A TV Brasil está sendo utilizada também para satisfazer o ego do presidente. No final do ano passado, a emissora transmitiu uma “pelada” de futebol no estádio de Vila Belmiro, em Santos, com a participação do presidente. A produção do evento armou uma jogada para que ele marcasse um gol. O mandatário, porém, fora de forma, caiu de cara no chão, após chutar para a rede: um espetáculo deprimente, mas aplaudido pelos locutores da emissora.

Em sua manifestação no caso, o procurador federal dos Direitos do Cidadão, Carlos Alberto Vilhena, afirmou que “atentar contra princípios administrativos pode ser tipificado, em tese, como ato de improbidade administrativa”. De acordo com o procurador, os fatos narrados na representação simbolizavam promoção pessoal de agentes públicos e desvio de finalidade, por desvirtuar o objetivo central de atuação da entidade. A norma determina que a EBC é uma empresa pública federal, que tem como finalidade a prestação de serviços de radiodifusão pública. Apesar da manifestação do procurador da República, a representação foi arquivada.

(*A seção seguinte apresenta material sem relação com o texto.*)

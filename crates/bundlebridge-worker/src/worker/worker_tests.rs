#![allow(non_snake_case)]
#![allow(clippy::unwrap_used)]

use super::*;
use std::sync::Arc;
use std::sync::atomic::{AtomicUsize, Ordering};
use std::sync::mpsc as std_mpsc;
use std::time::Duration;

#[test]
fn WorkerConfig___default___names_the_thread() {
    let config = WorkerConfig::default();

    assert_eq!(config.thread_name, "bundlebridge-worker");
}

#[test]
fn WorkerConfig___with_thread_name___overrides_default() {
    let config = WorkerConfig::new().with_thread_name("asset-worker");

    assert_eq!(config.thread_name, "asset-worker");
}

#[test]
fn BridgeWorker___submit___runs_job_on_worker_thread() {
    let worker = BridgeWorker::with_defaults().unwrap();
    let (tx, rx) = std_mpsc::channel();

    worker
        .submit(move || {
            let name = thread::current().name().map(str::to_owned);
            let _ = tx.send(name);
        })
        .unwrap();

    let name = rx.recv_timeout(Duration::from_secs(1)).unwrap();
    assert_eq!(name.as_deref(), Some("bundlebridge-worker"));
}

#[test]
fn BridgeWorker___submit___fifo_even_when_first_job_is_slow() {
    let worker = BridgeWorker::with_defaults().unwrap();
    let order = Arc::new(Mutex::new(Vec::new()));
    let (done_tx, done_rx) = std_mpsc::channel();

    let slow_order = order.clone();
    worker
        .submit(move || {
            thread::sleep(Duration::from_millis(100));
            slow_order.lock().push("slow");
        })
        .unwrap();
    let fast_order = order.clone();
    worker
        .submit(move || {
            fast_order.lock().push("fast");
            let _ = done_tx.send(());
        })
        .unwrap();

    done_rx.recv_timeout(Duration::from_secs(2)).unwrap();
    assert_eq!(*order.lock(), vec!["slow", "fast"]);
}

#[test]
fn BridgeWorker___submit___many_jobs_complete_in_submission_order() {
    let worker = BridgeWorker::with_defaults().unwrap();
    let seen = Arc::new(Mutex::new(Vec::new()));
    let (done_tx, done_rx) = std_mpsc::channel();

    for i in 0..64usize {
        let seen = seen.clone();
        let done_tx = done_tx.clone();
        worker
            .submit(move || {
                seen.lock().push(i);
                if i == 63 {
                    let _ = done_tx.send(());
                }
            })
            .unwrap();
    }

    done_rx.recv_timeout(Duration::from_secs(2)).unwrap();
    assert_eq!(*seen.lock(), (0..64).collect::<Vec<_>>());
}

#[test]
fn BridgeWorker___stop___rejects_later_submissions() {
    let worker = BridgeWorker::with_defaults().unwrap();

    worker.stop();
    let result = worker.submit(|| {});

    assert!(result.is_err());
}

#[test]
fn BridgeWorker___stop___drops_queued_jobs_but_finishes_in_flight() {
    let worker = BridgeWorker::with_defaults().unwrap();
    let ran = Arc::new(AtomicUsize::new(0));
    let (started_tx, started_rx) = std_mpsc::channel();
    let (release_tx, release_rx) = std_mpsc::channel::<()>();

    let in_flight_ran = ran.clone();
    worker
        .submit(move || {
            let _ = started_tx.send(());
            // hold the worker until stop() has been called
            let _ = release_rx.recv_timeout(Duration::from_secs(2));
            in_flight_ran.fetch_add(1, Ordering::SeqCst);
        })
        .unwrap();
    let queued_ran = ran.clone();
    worker
        .submit(move || {
            queued_ran.fetch_add(100, Ordering::SeqCst);
        })
        .unwrap();

    started_rx.recv_timeout(Duration::from_secs(1)).unwrap();
    let stopper = {
        thread::spawn(move || {
            thread::sleep(Duration::from_millis(20));
            let _ = release_tx.send(());
        })
    };
    worker.stop();
    stopper.join().unwrap();

    // in-flight job completed, queued job was dropped
    assert_eq!(ran.load(Ordering::SeqCst), 1);
}

#[test]
fn BridgeWorker___shutdown_signal___observes_stop() {
    let worker = BridgeWorker::with_defaults().unwrap();
    let signal = worker.shutdown_signal();

    worker.stop();

    assert!(signal.is_triggered());
    assert!(worker.is_shutting_down());
}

QUEDA Em Santos, deixaram a bola pingando na área, para Bolsonaro ser filmado pela TV estatal fazendo gol: ele estatelou-se no chão (Crédito:ALEX SILVA)

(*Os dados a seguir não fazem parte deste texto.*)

//! Per-type extraction and mutation strategies
//!
//! The dispatcher translates a generic extract/apply request into the
//! runtime-specific call sequence for the entry's type. Structured types
//! always round-trip through the full field tree: `parse_as_dict` on the way
//! out, `save_type_tree` on the way back in.

use bundlebridge_core::runtime::EntryRef;
use bundlebridge_core::{BridgeError, BridgeResult, SupportedType};
use serde_json::Value;

/// Extract an entry's payload
///
/// Returns an empty payload for types with no export strategy; callers treat
/// that as unsupported.
pub fn extract(entry: &dyn EntryRef) -> BridgeResult<Vec<u8>> {
    match SupportedType::from_name(&entry.type_name()) {
        Some(SupportedType::TextAsset) => extract_text(entry),
        Some(SupportedType::Texture2D) => Ok(entry.image_png()?),
        Some(SupportedType::Mesh) => Ok(entry.mesh_text()?.into_bytes()),
        Some(ty) if ty.tree_typed() => extract_tree(entry),
        _ => Ok(Vec::new()),
    }
}

/// Apply an imported payload onto an entry
///
/// The caller marks the session dirty only after this returns `Ok`; every
/// validation failure happens before any runtime mutation.
pub fn apply(entry: &mut dyn EntryRef, data: &[u8]) -> BridgeResult<()> {
    let type_name = entry.type_name();
    match SupportedType::from_name(&type_name) {
        Some(SupportedType::TextAsset) => {
            let text = String::from_utf8_lossy(data).into_owned();
            entry.set_field("m_Script", Value::String(text))?;
            entry.save()?;
            Ok(())
        }
        Some(SupportedType::Texture2D) => {
            entry.replace_image(data)?;
            entry.save()?;
            Ok(())
        }
        Some(ty) if ty.tree_typed() => apply_tree(entry, data),
        _ => Err(BridgeError::Unsupported(format!(
            "import_object not supported for type: {type_name}"
        ))),
    }
}

fn extract_text(entry: &dyn EntryRef) -> BridgeResult<Vec<u8>> {
    let parsed = entry.parse_as_object()?;
    if let Some(script) = parsed.get("m_Script").and_then(Value::as_str)
        && !script.is_empty()
    {
        return Ok(script.as_bytes().to_vec());
    }
    Ok(parsed
        .get("m_Bytes")
        .map(value_to_bytes)
        .unwrap_or_default())
}

fn extract_tree(entry: &dyn EntryRef) -> BridgeResult<Vec<u8>> {
    let tree = entry.parse_as_dict()?;
    let text = serde_json::to_string_pretty(&tree)?;
    Ok(text.into_bytes())
}

fn apply_tree(entry: &mut dyn EntryRef, data: &[u8]) -> BridgeResult<()> {
    let text = String::from_utf8_lossy(data);
    let text = text.trim();
    if text.is_empty() {
        return Err(BridgeError::InvalidInput("Input JSON is empty".into()));
    }
    let tree: Value = serde_json::from_str(text)
        .map_err(|e| BridgeError::InvalidInput(format!("Typetree JSON does not parse: {e}")))?;
    if !tree.is_object() {
        return Err(BridgeError::InvalidInput(
            "Typetree JSON must be a JSON object".into(),
        ));
    }
    entry.save_type_tree(&tree)?;
    Ok(())
}

/// Render a field value as raw bytes
///
/// Byte payloads surface from the runtime either as a string or as an array
/// of small integers, depending on asset version.
fn value_to_bytes(value: &Value) -> Vec<u8> {
    match value {
        Value::String(s) => s.as_bytes().to_vec(),
        Value::Array(items) => items
            .iter()
            .filter_map(Value::as_u64)
            .map(|n| (n & 0xFF) as u8)
            .collect(),
        _ => Vec::new(),
    }
}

“Não há dúvidas de que esse tipo de conduta, de governar com base nas preferências pessoais do presidente, acarreta sérios danos à coletividade. O que é ainda mais grave é o MPF assistir a esse tipo de conduta sem tomar qualquer iniciativa para impor os limites da lei a esse governo”, disse a deputada.

De acordo com a análise dos oposicionistas, a compra da novela evangélica pela emissora estatal transforma o patrimônio público em uma espécie de puxadinho dos interesses dos aliados da bancada evangélica, especialmente os abrigados sob a alçada do Republicanos. O líder do Republicanos na Câmara, deputado Marcos Pereira, que é bispo licenciado da Igreja Universal, não quis se manifestar sobre o assunto. O partido é um dos que Bolsonaro negocia uma filiação, que precisa ocorrer até abril deste ano. Sem conseguir alavancar a criação do novo partido, o Aliança pelo Brasil, Bolsonaro vai precisar de uma legenda já criada para chamar de sua para que possa concorrer à reeleição.